The daily national death race

Beyond the curve

‘Flattening the curve’ became an immediate icon as a public call to arms, and was possibly the single most influential chart of the pandemic. The chart presented two possible scenarios for the spread of the pandemic and showed how an unmitigated response could quickly overwhelm health systems (while both the concept and the chart are not new, this public health approach didn’t make it into the public discourse until March 2020). ‘Flattening the curve’ charts helped mobilise the public to embrace face masks and public distancing, and served as the model for data-driven discussions around more severe measures like quarantines and lockdowns.

Flattening the curve

While the chart was a useful starting point, later iterations suggested we should also be working to ‘raise the line’ (representing health systems’ capacities, which had been mostly represented in a fixed, horizontal way) – but in most cases, this second call to action didn’t make it into the chart.

Additionally, the decreasing slopes of both curves generated false expectations of a single major peak that we would only need to cross once. In reality, however, many places have been through multiple additional surges, and new mutations of the virus have made later curves even higher than earlier ones.

How to track everybody, everywhere, every day?

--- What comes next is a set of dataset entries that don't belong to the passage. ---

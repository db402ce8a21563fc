use crate::constants::{
    DEFAULT_BAUD_RATE, DEFAULT_DISTANCE_CEILING_CM, DEFAULT_POLL_INTERVAL_MS, DEFAULT_PORT_NAME,
    DEFAULT_STRENGTH_THRESHOLD,
};
use crate::error::{ConfigError, ScanError};
use serde::Deserialize;
use std::fs::read_to_string;
use std::path::Path;
use std::time::Duration;
use tfluna_scan_data::PanTiltSetpoint;

/// How the decoder recovers when a frame window does not start with the marker.
#[derive(Clone, Copy, Debug, Default, PartialEq, Eq, Deserialize)]
#[serde(rename_all = "snake_case")]
pub enum ResyncPolicy {
    /// Drop the whole 9 byte window and read the next one.
    #[default]
    DiscardWindow,
    /// Drop bytes only up to the next marker candidate.
    ScanForMarker,
}

/// Settings of a scan session.
///
/// All fields have defaults, so a TOML file only needs the ones it changes.
#[derive(Clone, Debug, PartialEq, Deserialize)]
#[serde(default, deny_unknown_fields)]
pub struct ScanConfig {
    /// First tilt row, pulse width in microseconds.
    pub tilt_start: u32,
    /// Last tilt row (inclusive).
    pub tilt_end: u32,
    pub tilt_step: u32,
    pub pan_min: u32,
    pub pan_max: u32,
    /// Number of pan steps per row. Each row visits `pan_steps + 1` columns.
    pub pan_steps: u32,
    /// Dwell after moving the tilt servo, before the row is panned.
    pub settle_delay_row_ms: u64,
    /// Dwell between consecutive pan commands.
    pub step_delay_ms: u64,
    /// Readings must be strictly stronger than this.
    pub strength_threshold: u16,
    /// Readings must be strictly closer than this.
    pub distance_ceiling_cm: u16,
    /// Reject frames whose checksum byte does not match.
    pub require_checksum: bool,
    /// Interval at which waiting loops re-check for data and for a stop request.
    pub poll_interval_ms: u64,
    pub resync: ResyncPolicy,
    /// End the session once the sweep has visited every row.
    pub stop_when_sweep_complete: bool,
    /// Upper bound on the session length, unbounded if absent.
    pub run_duration_ms: Option<u64>,
    pub port_name: String,
    pub baud_rate: u32,
}

impl Default for ScanConfig {
    fn default() -> Self {
        ScanConfig {
            tilt_start: 2000,
            tilt_end: 2500,
            tilt_step: 50,
            pan_min: 500,
            pan_max: 2000,
            pan_steps: 100,
            settle_delay_row_ms: 900,
            step_delay_ms: 100,
            strength_threshold: DEFAULT_STRENGTH_THRESHOLD,
            distance_ceiling_cm: DEFAULT_DISTANCE_CEILING_CM,
            require_checksum: false,
            poll_interval_ms: DEFAULT_POLL_INTERVAL_MS,
            resync: ResyncPolicy::default(),
            stop_when_sweep_complete: true,
            run_duration_ms: None,
            port_name: DEFAULT_PORT_NAME.to_string(),
            baud_rate: DEFAULT_BAUD_RATE,
        }
    }
}

impl ScanConfig {
    /// Load a configuration from a TOML file.
    pub fn load<P: AsRef<Path>>(path: P) -> Result<Self, ScanError> {
        let config_str = read_to_string(path)?;
        Self::from_toml(&config_str)
    }

    pub fn from_toml(config_str: &str) -> Result<Self, ScanError> {
        Ok(toml::from_str(config_str)?)
    }

    pub fn validate(&self) -> Result<(), ConfigError> {
        if self.pan_steps == 0 {
            return Err(ConfigError::ZeroPanSteps);
        }
        if self.pan_max <= self.pan_min {
            return Err(ConfigError::InvalidPanRange(self.pan_min, self.pan_max));
        }
        if self.pan_column_size() == 0 {
            return Err(ConfigError::ZeroColumnSize(
                self.pan_min,
                self.pan_max,
                self.pan_steps,
            ));
        }
        if self.tilt_step == 0 {
            return Err(ConfigError::ZeroTiltStep);
        }
        if self.tilt_end >= self.tilt_start
            && ((self.tilt_end - self.tilt_start) / self.tilt_step)
                .checked_add(1)
                .is_none()
        {
            return Err(ConfigError::TooManyTiltRows(
                self.tilt_start,
                self.tilt_end,
                self.tilt_step,
            ));
        }
        if self.poll_interval_ms == 0 {
            return Err(ConfigError::ZeroPollInterval);
        }
        Ok(())
    }

    /// Pan distance between two columns. Only meaningful on a validated config.
    pub fn pan_column_size(&self) -> u32 {
        self.pan_max
            .saturating_sub(self.pan_min)
            .checked_div(self.pan_steps)
            .unwrap_or(0)
    }

    /// Number of tilt rows the sweep visits. Saturates on a range `validate` rejects.
    pub fn n_rows(&self) -> u32 {
        if self.tilt_end < self.tilt_start || self.tilt_step == 0 {
            return 0;
        }
        ((self.tilt_end - self.tilt_start) / self.tilt_step).saturating_add(1)
    }

    /// Setpoint the position store holds before the first command.
    pub fn initial_setpoint(&self) -> PanTiltSetpoint {
        PanTiltSetpoint::new(self.pan_min, self.tilt_start)
    }

    pub fn settle_delay_row(&self) -> Duration {
        Duration::from_millis(self.settle_delay_row_ms)
    }

    pub fn step_delay(&self) -> Duration {
        Duration::from_millis(self.step_delay_ms)
    }

    pub fn poll_interval(&self) -> Duration {
        Duration::from_millis(self.poll_interval_ms)
    }

    pub fn run_duration(&self) -> Option<Duration> {
        self.run_duration_ms.map(Duration::from_millis)
    }
}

These famous curves depict the number of confirmed cases. But this number doesn’t represent all the people who may be asymptomatic, but still infectious. To effectively prevent outbreaks, infected individuals have to be identified even before they are symptomatic enough to get tested. However, the continuous personal health and location surveillance needed to do this would potentially impede on our very basic civil liberties.

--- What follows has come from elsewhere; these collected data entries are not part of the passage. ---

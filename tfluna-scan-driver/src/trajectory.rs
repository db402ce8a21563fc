use crate::actuator::Actuator;
use crate::config::ScanConfig;
use crate::error::ScanError;
use crate::position::PositionStore;
use crate::stop::StopSignal;
use log::{debug, error, info};
use std::time::Duration;
use tfluna_scan_data::{Axis, PanTiltSetpoint};

#[derive(Clone, Copy, Debug, PartialEq, Eq)]
pub enum PanDirection {
    /// From `pan_min` towards `pan_max`
    Forward,
    /// From `pan_max` towards `pan_min`
    Reverse,
}

impl PanDirection {
    fn flipped(self) -> Self {
        match self {
            PanDirection::Forward => PanDirection::Reverse,
            PanDirection::Reverse => PanDirection::Forward,
        }
    }
}

/// One servo command of the sweep and the dwell that follows it.
#[derive(Clone, Copy, Debug, PartialEq)]
pub struct SweepCommand {
    /// Axis that moves with this command.
    pub axis: Axis,
    /// Full position after the command.
    pub setpoint: PanTiltSetpoint,
    pub dwell: Duration,
    /// Index of the tilt row the command belongs to.
    pub row: u32,
    pub direction: PanDirection,
    /// Last pan column of the row.
    pub ends_row: bool,
}

struct SweepState {
    row: u32,
    direction: PanDirection,
    step: u32,
    row_started: bool,
    setpoint: PanTiltSetpoint,
}

/// Boustrophedon path over tilt rows and pan columns.
///
/// Each row starts with a tilt command followed by `pan_steps + 1` pan
/// commands. Even rows pan forward from `pan_min`, odd rows pan back from
/// `pan_max`.
pub struct SweepPlan {
    tilt_start: u32,
    tilt_step: u32,
    n_rows: u32,
    pan_min: u32,
    pan_max: u32,
    pan_steps: u32,
    pan_column_size: u32,
    settle_delay_row: Duration,
    step_delay: Duration,
    state: SweepState,
}

impl SweepPlan {
    pub fn new(config: &ScanConfig) -> Self {
        SweepPlan {
            tilt_start: config.tilt_start,
            tilt_step: config.tilt_step,
            n_rows: config.n_rows(),
            pan_min: config.pan_min,
            pan_max: config.pan_max,
            pan_steps: config.pan_steps,
            pan_column_size: config.pan_column_size(),
            settle_delay_row: config.settle_delay_row(),
            step_delay: config.step_delay(),
            state: SweepState {
                row: 0,
                direction: PanDirection::Forward,
                step: 0,
                row_started: false,
                setpoint: config.initial_setpoint(),
            },
        }
    }

    pub fn n_rows(&self) -> u32 {
        self.n_rows
    }

    fn pan_at(&self, step: u32) -> u32 {
        let offset = step * self.pan_column_size;
        match self.state.direction {
            PanDirection::Forward => self.pan_min + offset,
            PanDirection::Reverse => self.pan_max - offset,
        }
    }
}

I personally helped develop a daily consensual self-reporting tool for early symptoms. We avoided collecting precise geographic data, but at a certain point the researchers and I started to doubt the accuracy of our approach. Siding with more privacy and less accuracy was not an obvious tradeoff to make when it jeopardised our ability to stop an outbreak before it hit the community.

CoronaIsrael.org – map showing geographic analysis (and uncertainty) of self reported early symptoms

We made a point of presenting our analysis transparently back to those reporting daily, and we attempted to communicate the uncertainties involved on our maps, but in the end the nuances of uncertain aggregated data that informed the research proved far less insightful or actionable for the individuals reporting it.

Body counts

As numbers soared and government responses varied, journalists struggled to communicate the magnitude of the damage. In the US specifically, daily newspapers devoted front pages to ‘data obituaries’ that augmented the overwhelming statistics with human stories. These were noble attempts to humanise numbers, but it is still not clear whether we can grasp large numbers and empathise with individual stories simultaneously.

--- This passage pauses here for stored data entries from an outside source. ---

//! Formatted terminal output for operators.
//!
//! We keep formatting code in one place so:
//! - the pipeline stages stay free of printing concerns
//! - output changes are localized (the tests below pin the layouts)

use crate::app::pipeline::{AggregateReport, StageOutcome};
use crate::clean::CleanReport;
use crate::dashboard::{DashboardView, Panel, WideSeries};
use crate::domain::Table;

/// Widest a cell may be in a preview grid before it is truncated.
const MAX_CELL_WIDTH: usize = 16;

pub fn format_shape(table: &Table) -> String {
    format!("Shape: ({}, {})", table.n_rows(), table.n_cols())
}

/// Render a table as an aligned text grid (nulls shown as `<null>`).
pub fn format_table(table: &Table) -> String {
    let headers: Vec<String> = table
        .column_names()
        .iter()
        .map(|n| truncate(n, MAX_CELL_WIDTH))
        .collect();
    let rows: Vec<Vec<String>> = (0..table.n_rows())
        .map(|r| {
            table
                .row(r)
                .iter()
                .map(|c| if c.is_null() { "<null>".to_string() } else { truncate(&c.to_string(), MAX_CELL_WIDTH) })
                .collect()
        })
        .collect();

    let widths: Vec<usize> = headers
        .iter()
        .enumerate()
        .map(|(i, h)| {
            rows.iter()
                .map(|r| r[i].chars().count())
                .chain(std::iter::once(h.chars().count()))
                .max()
                .unwrap_or(0)
        })
        .collect();

    let mut out = String::new();
    push_grid_line(&mut out, &headers, &widths);
    let rule: Vec<String> = widths.iter().map(|&w| "-".repeat(w)).collect();
    push_grid_line(&mut out, &rule, &widths);
    for row in &rows {
        push_grid_line(&mut out, row, &widths);
    }
    out
}

fn push_grid_line(out: &mut String, cells: &[String], widths: &[usize]) {
    let line = cells
        .iter()
        .zip(widths)
        .map(|(c, &w)| format!("{c:<w$}"))
        .collect::<Vec<_>>()
        .join(" ");
    out.push_str(line.trim_end());
    out.push('\n');
}

/// Column name, type, and non-null count per column.
pub fn format_column_info(table: &Table) -> String {
    let mut out = String::new();
    out.push_str(&format!("{:<24} {:<8} {:>10}\n", "column", "type", "non-null"));
    for col in table.columns() {
        out.push_str(&format!(
            "{:<24} {:<8} {:>10}\n",
            truncate(&col.name, 24),
            col.data.kind().label(),
            col.data.len() - col.data.null_count()
        ));
    }
    out
}

pub fn format_null_counts(table: &Table) -> String {
    let mut out = String::new();
    for col in table.columns() {
        out.push_str(&format!("{:<24} {:>10}\n", truncate(&col.name, 24), col.data.null_count()));
    }
    out
}

/// Inspection printout after the raw snapshot is loaded.
pub fn format_ingest_summary(table: &Table, preview_rows: usize) -> String {
    let mut out = String::new();
    out.push_str(&format!("{}\n\n", format_shape(table)));
    out.push_str(&format!("First {preview_rows} rows:\n"));
    out.push_str(&format_table(&table.head(preview_rows)));
    out.push_str("\nColumn info:\n");
    out.push_str(&format_column_info(table));
    out.push_str("\nNull counts per column:\n");
    out.push_str(&format_null_counts(table));
    out
}

/// What the cleaner did, followed by the final column types.
pub fn format_clean_summary(report: &CleanReport, table: &Table) -> String {
    let mut out = String::new();
    out.push_str(&format!("Columns after normalization: {}\n", report.columns.join(", ")));
    match &report.date_column {
        Some(name) => out.push_str(&format!(
            "Date column: {name} ({} unparseable value(s) set to null)\n",
            report.dates_coerced
        )),
        None => out.push_str("Date column: none\n"),
    }
    out.push_str(&format!(
        "Numeric columns: {} ({} unparseable value(s) set to null)\n",
        if report.numeric_columns.is_empty() {
            "none".to_string()
        } else {
            report.numeric_columns.join(", ")
        },
        report.numbers_coerced
    ));
    out.push_str(&format!("Dropped duplicates: {} row(s) removed\n", report.duplicates_removed));
    out.push_str(&format!("{}\n", format_shape(table)));
    out.push_str("\nFinal column types:\n");
    out.push_str(&format_column_info(table));
    out
}

pub fn format_aggregate_summary(report: &AggregateReport) -> String {
    let mut out = String::new();
    for (name, outcome) in report.outcomes() {
        match outcome {
            StageOutcome::Written { rows, path } => {
                out.push_str(&format!("{name:<18} {rows:>8} rows -> {}\n", path.display()))
            }
            StageOutcome::Skipped(reason) => out.push_str(&format!("{name:<18} skipped: {reason}\n")),
        }
    }
    out
}

/// Text rendition of the dashboard for one filter.
pub fn format_dashboard(view: &DashboardView) -> String {
    let mut out = String::new();
    let f = &view.filter;
    out.push_str("=== Stock Market Dashboard ===\n");
    out.push_str(&format!(
        "Showing data from {} to {} for tickers: {}\n\n",
        f.start,
        f.end,
        f.tickers().collect::<Vec<_>>().join(", ")
    ));

    let s = &view.summary;
    out.push_str(&format!("Rows in filtered data: {}\n", s.rows));
    out.push_str(&format!("Unique tickers:        {}\n", s.unique_tickers));
    out.push_str(&format!(
        "Total volume:          {}\n",
        s.total_volume.map_or_else(|| "n/a".to_string(), |v| v.to_string())
    ));

    out.push_str("\nDaily Average Close Price by Ticker\n");
    out.push_str(&format_wide_panel(&view.avg_close));

    out.push_str("\nAverage Volume by Ticker\n");
    match &view.avg_volume {
        Panel::Ready(rows) => {
            for (ticker, v) in rows {
                out.push_str(&format!("{:<12} {:>16}\n", truncate(ticker, 12), fmt_opt(*v, 2)));
            }
        }
        Panel::Empty(msg) => out.push_str(&format!("{msg}\n")),
    }

    out.push_str("\nDaily Return by Ticker\n");
    out.push_str(&format_wide_panel(&view.daily_return));
    out
}

fn format_wide_panel(panel: &Panel<WideSeries>) -> String {
    let wide = match panel {
        Panel::Ready(wide) => wide,
        Panel::Empty(msg) => return format!("{msg}\n"),
    };

    let mut out = String::new();
    let mut header = format!("{:<10}", "trade_date");
    for s in &wide.series {
        header.push_str(&format!(" {:>12}", truncate(&s.ticker, 12)));
    }
    out.push_str(header.trim_end());
    out.push('\n');

    for (i, date) in wide.dates.iter().enumerate() {
        let mut line = format!("{date}");
        for s in &wide.series {
            line.push_str(&format!(" {:>12}", fmt_opt(s.values[i], 4)));
        }
        out.push_str(line.trim_end());
        out.push('\n');
    }
    out
}

fn fmt_opt(v: Option<f64>, decimals: usize) -> String {
    v.map_or_else(|| "-".to_string(), |v| format!("{v:.decimals$}"))
}

fn truncate(s: &str, max: usize) -> String {
    if s.chars().count() <= max {
        return s.to_string();
    }
    let mut out = String::new();
    for (i, ch) in s.chars().enumerate() {
        if i + 1 >= max {
            break;
        }
        out.push(ch);
    }
    out.push('.');
    out
}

Feb 21st, 2021 Front cover of the New York Times showed a “Wall of Grief”

On May 24, 2020 the New York Times’ front cover and inner pages featured 1000 out of the 100,000 US deaths

Dashboards for the masses

It took years for news agencies to hesitantly adopt data journalism and visualisation. In 2020, we ignored all questions of data literacy and turned every news site into a public dashboard. Positive tests, Covid deaths, hospitalisation stats and recovery numbers, followed by charts for tax collection, unemployment rates, domestic violence, suicides… Vaccinations have now become the most recent key performance indicator, with percentage charts added for both first and second shots.

It seems like almost overnight the term ‘data journalism’ essentially evaporated. With a pandemic that can only be properly grasped through numbers and charts, all journalism became data-driven. Now our heightened focus on public health should also inform a heightened sensitivity towards data visualisation and its contribution to the health of our public discourse.